3.5 out of 5 stars
A few weeks ago, a YouTube trailer for a movie called “Cocaine Bear” interrupted my day. I was intrigued to say the least, and after some intense debate, our features editor Luke Swift agreed to let me review it.
As suggested by the straightforward title, “Cocaine Bear,” directed by Elizabeth Banks, is a darkly comedic slasher that dares to imagine what would happen if a black bear in Georgia’s Chattahoochee National Forest consumed massive amounts of cocaine. It has everything to be expected from such a premise: bears, lots of cocaine and a staggering amount of violence.
Perhaps most unbelievable of all, the movie is very loosely based on a true story. Variety explains that in 1985, cocaine smuggler Andrew Thornton dropped approximately 40 containers of cocaine out of a plane while flying over Chattahoochee. A bear was later found dead in the forest of a cocaine overdose, having discovered Thornton’s fallen stash.

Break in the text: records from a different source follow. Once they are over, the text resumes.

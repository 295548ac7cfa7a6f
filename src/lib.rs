//! # pagebound
//! An EPUB package and navigation resolution engine.
//!
//! Opening an [`Epub`] indexes the ZIP container, locates the package document
//! through `META-INF/container.xml`, parses its metadata, manifest and spine,
//! and resolves a table of contents from whichever navigation source the book
//! provides (EPUB 3 navigation document, EPUB 2 NCX, or the spine itself).
//! Content is then served on demand by chapter index or by href.
//!
//! ## Examples
//! ```no_run
//! use pagebound::Epub;
//!
//! # fn main() -> pagebound::errors::EbookResult<()> {
//! let epub = Epub::open("book.epub")?;
//!
//! // Metadata
//! println!("Title = {:?}", epub.metadata().title());
//! println!("Creators = {:?}", epub.metadata().get("creator"));
//!
//! // Table of contents
//! for (depth, node) in epub.toc().flatten() {
//!     let chapter = node.href().and_then(|href| epub.chapter_index_of(href));
//!     println!("{}{} -> {chapter:?}", "  ".repeat(depth), node.title());
//! }
//!
//! // Content
//! let first_chapter = epub.chapter_text(0);
//! let cover = epub.cover_image_bytes();
//! # Ok(())
//! # }
//! ```
//!
//! ## Features
//! - `threadsafe` (default): [`Epub`] implements `Send + Sync`.

mod archive;
pub mod epub;
pub mod errors;
mod parser;
mod util;

pub use self::{archive::ArchiveEntry, epub::Epub};

/// Href resolution, as applied to every manifest, navigation and resource href.
pub mod uri {
    pub use crate::util::uri::{decode, file_name, normalize, parent, resolve, split_fragment};
}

The bear, nicknamed “Pablo Escobear,” was taxidermized and currently resides in the Kentucky Fun Mall, according to OutdoorHub. In terms of connection to the movie, the bear and the cocaine are about as far as the truth will stretch, because Banks’ blood-soaked bear rampage is nowhere near what actually happened.

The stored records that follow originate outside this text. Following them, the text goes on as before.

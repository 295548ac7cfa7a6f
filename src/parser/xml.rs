use crate::parser::XmlResult;
use quick_xml::Reader;
use quick_xml::events::{BytesEnd, BytesStart, Event};
use std::borrow::Cow;

pub(crate) type ByteReader<'a> = Reader<&'a [u8]>;

/// Creates a lenient reader over `data`.
///
/// Mismatched end tags are tolerated as real-world navigation documents
/// are frequently hand-written.
pub(crate) fn reader(data: &[u8]) -> ByteReader<'_> {
    let mut reader = Reader::from_reader(data);
    reader.config_mut().check_end_names = false;
    reader
}

pub(crate) trait XmlReader<'a> {
    /// Iterator-like method to read the next [`Event`].
    fn next(&mut self) -> Option<XmlResult<Event<'a>>>;

    /// Retrieve consolidated text for a specified element up to its end tag,
    /// including the text of nested elements.
    fn get_element_text(&mut self, start: &BytesStart) -> XmlResult<String> {
        let mut value = String::new();
        let mut depth = 0_usize;

        while let Some(event) = self.next() {
            match event? {
                Event::Start(el) if el.name() == start.name() => depth += 1,
                Event::End(el) if el.name() == start.name() => {
                    if depth == 0 {
                        break;
                    }
                    depth -= 1;
                }
                event => push_text(&mut value, &event),
            }
        }
        Ok(collapse_whitespace(&value))
    }
}

impl<'a> XmlReader<'a> for ByteReader<'a> {
    fn next(&mut self) -> Option<XmlResult<Event<'a>>> {
        match self.read_event() {
            Ok(Event::Eof) => None,
            result => Some(result),
        }
    }
}

/// Name matching shared by start and end tags.
pub(crate) trait XmlName {
    fn is_local_name(&self, local_name: impl AsRef<[u8]>) -> bool;
}

impl XmlName for BytesStart<'_> {
    fn is_local_name(&self, local_name: impl AsRef<[u8]>) -> bool {
        self.local_name().as_ref() == local_name.as_ref()
    }
}

impl XmlName for BytesEnd<'_> {
    fn is_local_name(&self, local_name: impl AsRef<[u8]>) -> bool {
        self.local_name().as_ref() == local_name.as_ref()
    }
}

pub(crate) trait XmlElement {
    /// Value of the attribute whose qualified name is exactly `key`.
    fn get_attribute(&self, key: &str) -> Option<String>;

    /// Value of the first attribute whose *local* name is `local_name`,
    /// regardless of prefix (`epub:type`, `ops:type`, `type`).
    fn get_local_attribute(&self, local_name: &str) -> Option<String>;
}

impl XmlElement for BytesStart<'_> {
    fn get_attribute(&self, key: &str) -> Option<String> {
        self.attributes()
            .filter_map(Result::ok)
            .find(|attribute| attribute.key.as_ref() == key.as_bytes())
            .map(|attribute| attribute_value(&attribute.value))
    }

    fn get_local_attribute(&self, local_name: &str) -> Option<String> {
        self.attributes()
            .filter_map(Result::ok)
            .find(|attribute| attribute.key.local_name().as_ref() == local_name.as_bytes())
            .map(|attribute| attribute_value(&attribute.value))
    }
}

/// Appends the textual content of `event` to `value`.
///
/// Since quick-xml reports entity references as separate events,
/// they are resolved here as well.
pub(crate) fn push_text(value: &mut String, event: &Event) {
    match event {
        Event::Text(text) => value.push_str(&String::from_utf8_lossy(text)),
        Event::CData(cdata) => value.push_str(&String::from_utf8_lossy(cdata)),
        Event::GeneralRef(reference) => {
            let name = String::from_utf8_lossy(reference);
            match resolve_entity(&name) {
                Some(resolved) => value.push(resolved),
                None => {
                    value.push('&');
                    value.push_str(&name);
                    value.push(';');
                }
            }
        }
        _ => {}
    }
}

/// Trims and consolidates all whitespace runs into single spaces.
pub(crate) fn collapse_whitespace(text: &str) -> String {
    let mut collapsed = String::with_capacity(text.len());

    for word in text.split_whitespace() {
        if !collapsed.is_empty() {
            collapsed.push(' ');
        }
        collapsed.push_str(word);
    }
    collapsed
}

fn attribute_value(raw: &[u8]) -> String {
    let raw = String::from_utf8_lossy(raw);
    let unescaped = quick_xml::escape::unescape(&raw).map(Cow::into_owned);

    unescaped.unwrap_or_else(|_| raw.into_owned())
}

/// Resolves the predefined XML entities, character references and the
/// non-breaking space commonly found in XHTML.
fn resolve_entity(name: &str) -> Option<char> {
    match name {
        "amp" => Some('&'),
        "lt" => Some('<'),
        "gt" => Some('>'),
        "quot" => Some('"'),
        "apos" => Some('\''),
        "nbsp" => Some('\u{A0}'),
        _ => {
            let code = if let Some(hex) = name
                .strip_prefix("#x")
                .or_else(|| name.strip_prefix("#X"))
            {
                u32::from_str_radix(hex, 16).ok()?
            } else {
                name.strip_prefix('#')?.parse().ok()?
            };
            char::from_u32(code)
        }
    }
}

The movie’s best quality is its genre awareness. It knows exactly how ridiculous it is and refuses to take itself too seriously.
The plot attempts to follow different people as they journey through the woods, including Alden Ehrenreich (“Solo: A Star Wars Story”) and O’Shea Jackson Jr. (“Straight Outta Compton”) as a pair of drug dealers trying to recover the lost cocaine, Keri Russell (“The Americans”) as a mother trying to rescue two children from the bear’s clutches and Isiah Whitlock Jr. (“Black KkKlansman”) as a cop trying to hunt down the drug dealers.
While the movie makes a couple half-hearted attempts to acquaint us with the greater arc of its characters, it knows we don’t care. Every time it feels as if we need to sit through more backstory, another limb flies across the screen and more white powder flies into the air.
“Cocaine Bear” also features the late Ray Liotta in his final role as hardened cocaine smuggler Syd, who will stop at nothing to recover the stolen drugs. Each actor was believable, insofar as anything is believable in this movie.
Of course, the real star is the bear herself, brought to life through CGI. The animation is extremely convincing and realistic, with the bear transitioning in and out of drug fueled rage as the plot requires. By the end, we have a strange degree of sympathy for the bear, who ultimately just wants to be left alone to eat more cocaine with her cubs in peace.
Although the movie doesn’t pretend to be any more than a fantasy, there is an undercurrent of anger at the circumstances that allowed the bear access to the drugs in the first place.
Set in the middle of the war on drugs, references to the tearing apart of families resulting from drug trafficking are packed into the film. Variety quotes Banks as calling the movie a revenge story for the real-life cocaine bear, as the actual story of a bear dying at the hands of greed and careless humans is a tragic one.
These references are not heavy-handed, and nobody tries to pretend that the movie is anything other than what it is: a bear eating cocaine and wreaking havoc. It’s not Oscar bait, but it is a fun watch in a twisted way, if you can stomach extreme gore and get past the memory of the true Pablo Escobear, may he rest in peace.
Photo from latimes.com.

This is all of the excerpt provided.